Rollout a VLA Model in Simulation#

Policy rollout means executing the model’s learned policy within a controlled, virtual setting. Let’s explore a rollout for our Vision-Language-Action (VLA) model in a simulation environment.

During rollout:

The VLA model receives visual observations and language instructions from the simulator. In our case we continously prompt the model to “perform a liver scan”.
It predicts actions based on these inputs.
The predicted actions are applied to the simulated agent or robot.

Rolling out policies enables safe, scalable testing of policies. It allows to evaluate performance, identify failure modes, and refine behaviors before deploying the model in real-world scenarios.

To rollout the model we will start three processes:

Inference Server - Downloads a pretrained model and launches an inference server on a websocket
Simulation Environment - Launches the simulation environment, which publishes observations and subscribes to predicted actions from the inference server. The Isaac Sim window loads our environment, and the robot now moves based on the predictions from the VLA model
Ultrasound Simulation - Launches ultrasound simulation
Visualization - Visualizes the camera data and ultrasound simulation data that is passed on the DDS bus. This tool allows streaming and visualizing data out of Isaac Sim. It can visualize the simulated sensor data from Isaac Sim and from external simulation tools like the ultrasound simulation

Rollout: Policy-Based Control With GR00T N1#

The full rollout-command includes the ultrasound simulation and visualization GUI again. Note that we now pass a specific --ckpt_path. If you trained your own model with the command from last module, substitute your checkpoint folder here to rollout your own model. Otherwise, you can point to the cache folder, and use the model that has been trained on ~200 episodes.

Command Arguments:

--policy gr00tn1: Specifies the policy type to use (GR00T N1 model). This will also trigger downloading a pre-trained model if it is not already in our cache folder.
--chunk_length 16: Sets the sequence length for processing temporal data chunks. This means the model predicts the next 16 actions, and waits until the robot has reached the final pose, before running inference again. This parameter can be changed in SinglePandaUSDataConfig. This action horizon is an experimental tradeoff between realistic execution plans and effiecient computation. In our case 16 is long enough to capture useful behavior windows, but not so long that computation and planning become wasteful.
--enable_cameras: Enables camera sensors in the simulation environment. This is required, since we need to pass visual information between the VLA model inference server and our simulation application.
--ckpt_path: Path to the specific model checkpoint to load for inference. Try using your own!

Run the Rollout Command#

First, let’s set an environment variable for convenience.

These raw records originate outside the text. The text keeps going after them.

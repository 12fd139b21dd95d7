//! Configuration loading traits and types.
//!
//! This module provides a standardized way to load the simhal TOML
//! configuration file and validate the session parameters before any
//! coordinator or driver is constructed.
//!
//! # Usage
//!
//! ```rust,no_run
//! use simhal_common::config::{ConfigLoader, ConfigError, SimHalConfig};
//! use std::path::Path;
//!
//! fn main() -> Result<(), ConfigError> {
//!     let config = SimHalConfig::load(Path::new("simhal.toml"))?;
//!     config.validate()?;
//!     println!("Parties: {}", config.session.parties);
//!     Ok(())
//! }
//! ```
//!
//! # TOML Example
//!
//! ```toml
//! [shared]
//! log_level = "debug"
//! service_name = "simhal-lab-01"
//!
//! [session]
//! driver = "simulation"
//! parties = 2
//! tick_period_ms = 500
//!
//! [simulation]
//! tick_duration_ms = 32
//! max_ticks = 1000
//! realtime = false
//! ```

use crate::consts::{
    DEFAULT_PARTIES, DEFAULT_TICK_DURATION_MS, DEFAULT_TICK_PERIOD_MS, SIMHAL_SERVICE_NAME,
    SIMULATION_DRIVER_NAME,
};
use serde::{Deserialize, Serialize};
use std::path::Path;
use std::time::Duration;
use thiserror::Error;
use tracing::debug;

/// Error type for configuration loading operations.
///
/// This enum represents all possible errors that can occur when loading
/// configuration files.
#[derive(Debug, Clone, Error)]
pub enum ConfigError {
    /// Configuration file not found at specified path.
    #[error("Configuration file not found")]
    FileNotFound,

    /// TOML parsing failed.
    #[error("Failed to parse configuration: {0}")]
    ParseError(String),

    /// Semantic validation failed.
    #[error("Configuration validation failed: {0}")]
    ValidationError(String),
}

/// Log level for application logging.
///
/// Uses lowercase serde values for TOML compatibility.
#[derive(Debug, Clone, Copy, PartialEq, Eq, Serialize, Deserialize, Default)]
#[serde(rename_all = "lowercase")]
pub enum LogLevel {
    /// Most verbose, detailed tracing information.
    Trace,
    /// Debug information useful during development.
    Debug,
    /// General information about application operation.
    #[default]
    Info,
    /// Warning messages for potentially problematic situations.
    Warn,
    /// Error messages for serious problems.
    Error,
}

impl LogLevel {
    /// Filter directive understood by `tracing_subscriber::EnvFilter`.
    pub fn as_str(&self) -> &'static str {
        match self {
            LogLevel::Trace => "trace",
            LogLevel::Debug => "debug",
            LogLevel::Info => "info",
            LogLevel::Warn => "warn",
            LogLevel::Error => "error",
        }
    }
}

/// Common configuration fields shared across simhal applications.
#[derive(Debug, Clone, Serialize, Deserialize)]
pub struct SharedConfig {
    /// Logging verbosity level.
    #[serde(default)]
    pub log_level: LogLevel,

    /// Application instance identifier.
    #[serde(default = "default_service_name")]
    pub service_name: String,
}

impl SharedConfig {
    /// Validate the configuration.
    ///
    /// # Errors
    ///
    /// Returns `ConfigError::ValidationError` if `service_name` is empty.
    pub fn validate(&self) -> Result<(), ConfigError> {
        if self.service_name.is_empty() {
            return Err(ConfigError::ValidationError(
                "service_name cannot be empty".to_string(),
            ));
        }
        Ok(())
    }
}

impl Default for SharedConfig {
    fn default() -> Self {
        Self {
            log_level: LogLevel::default(),
            service_name: default_service_name(),
        }
    }
}

/// Step-synchronization session parameters.
#[derive(Debug, Clone, PartialEq, Eq, Serialize, Deserialize)]
#[serde(default)]
pub struct SessionConfig {
    /// Name of the tick driver to load from the registry.
    pub driver: String,
    /// Number of rendezvous parties (stepper included).
    pub parties: usize,
    /// Tick period used by `sleep_for`, in milliseconds.
    pub tick_period_ms: u64,
    /// Start a background stepper with this period, in milliseconds.
    pub background_period_ms: Option<u64>,
}

impl Default for SessionConfig {
    fn default() -> Self {
        Self {
            driver: SIMULATION_DRIVER_NAME.to_string(),
            parties: DEFAULT_PARTIES,
            tick_period_ms: DEFAULT_TICK_PERIOD_MS,
            background_period_ms: None,
        }
    }
}

impl SessionConfig {
    /// Validate the session parameters.
    ///
    /// # Errors
    ///
    /// Returns `ConfigError::ValidationError` if:
    /// - `driver` is empty
    /// - `parties` is zero
    /// - `tick_period_ms` is zero
    /// - `background_period_ms` is present but zero
    pub fn validate(&self) -> Result<(), ConfigError> {
        if self.driver.is_empty() {
            return Err(ConfigError::ValidationError(
                "session.driver cannot be empty".to_string(),
            ));
        }
        if self.parties == 0 {
            return Err(ConfigError::ValidationError(
                "session.parties must be at least 1".to_string(),
            ));
        }
        if self.tick_period_ms == 0 {
            return Err(ConfigError::ValidationError(
                "session.tick_period_ms must be positive".to_string(),
            ));
        }
        if self.background_period_ms == Some(0) {
            return Err(ConfigError::ValidationError(
                "session.background_period_ms must be positive".to_string(),
            ));
        }
        Ok(())
    }
}

/// Parameters of the built-in simulated world.
#[derive(Debug, Clone, PartialEq, Eq, Serialize, Deserialize)]
#[serde(default)]
pub struct SimulationConfig {
    /// Simulated time covered by one tick, in milliseconds.
    pub tick_duration_ms: u64,
    /// End the session after this many ticks. `None` runs until stopped.
    pub max_ticks: Option<u64>,
    /// Pace each tick to wall-clock time (one tick duration per advance).
    pub realtime: bool,
}

impl Default for SimulationConfig {
    fn default() -> Self {
        Self {
            tick_duration_ms: DEFAULT_TICK_DURATION_MS,
            max_ticks: None,
            realtime: false,
        }
    }
}

impl SimulationConfig {
    /// Tick duration as `Duration`.
    pub fn tick_duration(&self) -> Duration {
        Duration::from_millis(self.tick_duration_ms)
    }

    /// Validate the simulation parameters.
    ///
    /// # Errors
    ///
    /// Returns `ConfigError::ValidationError` if `tick_duration_ms` is zero.
    pub fn validate(&self) -> Result<(), ConfigError> {
        if self.tick_duration_ms == 0 {
            return Err(ConfigError::ValidationError(
                "simulation.tick_duration_ms must be positive".to_string(),
            ));
        }
        Ok(())
    }
}

/// Complete simhal configuration file.
#[derive(Debug, Clone, Default, Serialize, Deserialize)]
pub struct SimHalConfig {
    /// Shared application settings.
    #[serde(default)]
    pub shared: SharedConfig,
    /// Step-synchronization session.
    #[serde(default)]
    pub session: SessionConfig,
    /// Built-in simulation driver.
    #[serde(default)]
    pub simulation: SimulationConfig,
}

impl SimHalConfig {
    /// Validate every section.
    pub fn validate(&self) -> Result<(), ConfigError> {
        self.shared.validate()?;
        self.session.validate()?;
        self.simulation.validate()
    }
}

/// Trait for loading configuration from TOML files.
///
/// This trait provides a default implementation that works with any type
/// implementing `serde::de::DeserializeOwned`.
///
/// # Contract
///
/// - Returns `ConfigError::FileNotFound` if the file does not exist
/// - Returns `ConfigError::ParseError` if TOML syntax is invalid
pub trait ConfigLoader: Sized + serde::de::DeserializeOwned {
    /// Load configuration from a TOML file.
    fn load(path: &Path) -> Result<Self, ConfigError> {
        debug!("Loading configuration from {:?}", path);
        let content = std::fs::read_to_string(path).map_err(|e| {
            if e.kind() == std::io::ErrorKind::NotFound {
                ConfigError::FileNotFound
            } else {
                ConfigError::ParseError(e.to_string())
            }
        })?;

        toml::from_str(&content).map_err(|e| ConfigError::ParseError(e.to_string()))
    }
}

// Blanket implementation for all types that implement DeserializeOwned.
impl<T: serde::de::DeserializeOwned> ConfigLoader for T {}

fn default_service_name() -> String {
    SIMHAL_SERVICE_NAME.to_string()
}
//! Tick driver trait and error types.
//!
//! This module defines:
//! - `TickDriver` trait - Interface for the component that owns the simulated world
//! - `DriverError` enum - Error types for driver operations
//! - `DriverFactory` type alias - Factory function type

use crate::config::SimulationConfig;
use std::time::Duration;
use thiserror::Error;

/// Error types for tick driver operations.
#[derive(Debug, Clone, Error)]
pub enum DriverError {
    /// Driver initialization failed
    #[error("Initialization failed: {0}")]
    InitFailed(String),

    /// Configuration error
    #[error("Configuration error: {0}")]
    ConfigError(String),

    /// Communication with the simulator failed
    #[error("Simulator communication error: {0}")]
    CommunicationError(String),

    /// Driver not found
    #[error("Driver not found: {0}")]
    DriverNotFound(String),
}

/// Factory function type for creating driver instances.
pub type DriverFactory = fn(&SimulationConfig) -> Result<Box<dyn TickDriver>, DriverError>;

/// Owner of the simulated world.
///
/// Exactly one thread, the stepper, advances the world through this trait.
/// Everything else observes tick boundaries through the step coordinator.
///
/// # Lifecycle
///
/// 1. `advance_one_tick()` - Called once per round by the stepper
/// 2. `shutdown()` - Called once when the session is torn down
///
/// # Contract
///
/// | Return | Meaning |
/// |--------|---------|
/// | `Ok(true)` | Tick applied, session continues |
/// | `Ok(false)` | Simulator is terminating, no further ticks |
/// | `Err(_)` | Fault; the coordinator logs it and ends the session |
pub trait TickDriver: Send {
    /// Returns the driver's unique identifier (e.g., "simulation").
    fn name(&self) -> &'static str;

    /// Returns the driver's semantic version.
    fn version(&self) -> &'static str {
        env!("CARGO_PKG_VERSION")
    }

    /// Simulated time covered by one tick.
    fn tick_duration(&self) -> Duration;

    /// Advance the simulated world by exactly one tick.
    ///
    /// Blocks until the simulator has applied the tick.
    fn advance_one_tick(&mut self) -> Result<bool, DriverError>;

    /// Release simulator resources.
    ///
    /// Default: no-op.
    fn shutdown(&mut self) -> Result<(), DriverError> {
        Ok(())
    }
}
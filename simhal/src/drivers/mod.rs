//! Tick driver implementations.
//!
//! - [`simulation`] - Fixed-step simulated world for development and testing
//!
//! # Adding New Drivers
//!
//! 1. Create a new submodule under `drivers/`
//! 2. Implement the `TickDriver` trait from `simhal_common::driver`
//! 3. Register the factory in `register_builtin_drivers()`

pub mod simulation;

use crate::driver_registry::DriverRegistry;
use simhal_common::consts::SIMULATION_DRIVER_NAME;

/// Register all built-in drivers.
pub fn register_builtin_drivers(registry: &mut DriverRegistry) {
    registry.register(SIMULATION_DRIVER_NAME, simulation::create_driver);
}
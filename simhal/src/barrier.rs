//! Reusable rendezvous barrier.
//!
//! `StepBarrier` blocks exactly `parties` callers until all of them have
//! arrived, then releases the whole group at once and resets for the next
//! round. A generation counter separates rounds so spurious wakeups and
//! early re-arrivals never release a thread from the wrong round.
//!
//! Unlike `std::sync::Barrier`, the barrier can be closed: once the session
//! ends nobody is left to complete a round, so `close()` wakes every waiter
//! and turns all future arrivals into `Arrival::Closed`.
//!
//! A party may also claim the round with `arrive_claiming()`. The leader
//! learns whether anyone claimed it, which the step coordinator uses to
//! decide who advances the world.

use parking_lot::{Condvar, Mutex};

/// Outcome of a single `arrive()` call.
#[derive(Debug, Clone, Copy, PartialEq, Eq)]
pub enum Arrival {
    /// Last party to arrive; its arrival released the round.
    Leader {
        /// Some party in this round arrived with `arrive_claiming()`.
        claimed: bool,
    },
    /// Released together with the rest of the round.
    Follower,
    /// Barrier was closed before this round completed.
    Closed,
}

impl Arrival {
    /// True if the round completed for this caller.
    pub fn is_released(self) -> bool {
        !matches!(self, Arrival::Closed)
    }
}

#[derive(Debug)]
struct BarrierState {
    arrived: usize,
    generation: u64,
    claimed: bool,
    closed: bool,
}

/// Rendezvous point for a fixed number of parties.
#[derive(Debug)]
pub struct StepBarrier {
    parties: usize,
    state: Mutex<BarrierState>,
    released: Condvar,
}

impl StepBarrier {
    /// Create a barrier for `parties` participants.
    ///
    /// # Panics
    /// Panics if `parties` is zero.
    pub fn new(parties: usize) -> Self {
        assert!(parties > 0, "StepBarrier requires at least one party");
        Self {
            parties,
            state: Mutex::new(BarrierState {
                arrived: 0,
                generation: 0,
                claimed: false,
                closed: false,
            }),
            released: Condvar::new(),
        }
    }

    /// Block until all parties have arrived for the current round.
    pub fn arrive(&self) -> Arrival {
        self.arrive_inner(false)
    }

    /// Like `arrive()`, but marks the current round as claimed.
    pub fn arrive_claiming(&self) -> Arrival {
        self.arrive_inner(true)
    }

    fn arrive_inner(&self, claim: bool) -> Arrival {
        let mut state = self.state.lock();
        if state.closed {
            return Arrival::Closed;
        }

        let generation = state.generation;
        state.arrived += 1;
        state.claimed |= claim;
        if state.arrived == self.parties {
            let claimed = state.claimed;
            state.arrived = 0;
            state.claimed = false;
            state.generation = generation.wrapping_add(1);
            self.released.notify_all();
            return Arrival::Leader { claimed };
        }

        while state.generation == generation && !state.closed {
            self.released.wait(&mut state);
        }

        // A round that completed before close() still counts as released.
        if state.generation != generation {
            Arrival::Follower
        } else {
            Arrival::Closed
        }
    }

    /// Permanently open the barrier, waking all waiters.
    pub fn close(&self) {
        let mut state = self.state.lock();
        if !state.closed {
            state.closed = true;
            state.arrived = 0;
            state.claimed = false;
            self.released.notify_all();
        }
    }

    /// Whether `close()` has been called.
    pub fn is_closed(&self) -> bool {
        self.state.lock().closed
    }

    /// Number of parties required to complete a round.
    pub fn parties(&self) -> usize {
        self.parties
    }

    /// Number of parties currently blocked in the open round.
    pub fn waiting(&self) -> usize {
        self.state.lock().arrived
    }

    /// Number of completed rounds.
    pub fn generation(&self) -> u64 {
        self.state.lock().generation
    }
}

export CKPT_PATH="<user_dir>.cache/i4h-assets/8c0bf782eab2f44f1cc82da60eb10f6be8f941406d291b7fbfbdb53c05b3d149/Policies/LiverScan/GR00TN1_Cosmos_Rel"

Next, let’s perform the rollout and test the completely automated, robotic ultrasound! We use a subshell to launch our application, combining four child tasks, in an isolated environment. The wait guarantees all parallel tasks finish cleanly before the subshell exits.

conda activate robotic_ultrasound
(
  python -m policy_runner.run_policy \
    --policy gr00tn1 \
    --chunk_length 16 \
    --ckpt_path $CKPT_PATH &

  python -m simulation.environments.sim_with_dds \
    --enable_cameras &

  python -m simulation.examples.ultrasound_raytracing & 

  python -m utils.visualization & 

  wait
)

Process Termination#

Process Termination: Use Ctrl+C followed by the script below to cleanly terminate all distributed processes.

./workflows/robotic_ultrasound/reset.sh

Videos#

Model Rollout#

In this video, we rollout our finetuned GR00T N1 model. Finally, we can test how well the model is performing on some new randomly sampled scene configurations. The scene randomization will place the phantom in random poses on the table within some bounds. The robot is now fully controlled by GR00T N1, a vision language action model, that is repeatedly asked to perform a liver scan.

Note

You can also launch the applications individually to see their terminal output, or want to adjust some of their behavior.

Important

Troubleshooting: In case you run into a numpy error with the simulation environment, try downgrading numpy: pip install numpy==1.26.4

Important

Now that we’re done with the course, if you set PYTHONPATH in the earlier section of the course, you may want to remove that from your .bashrc file so as to not conflict with other projects.

Code Deep Dive Model Training and Rollout#

In this video, we dive into the code for model training and rollout. We discuss the training script and its configuration file. Then we discuss how the two applications, run_policy and sim_with_dds communicate through the data distribution service to exchange scene data and robot states. We take a closer look at the policy runner, which hosts the trained GR00T N1 model, consuming camera data and robot states to predict the robots next actions. Finally we walk through the sim_with_dds.py script to understand how the DDS communication works, and when the policy runner is queried to predict new actions for the robot.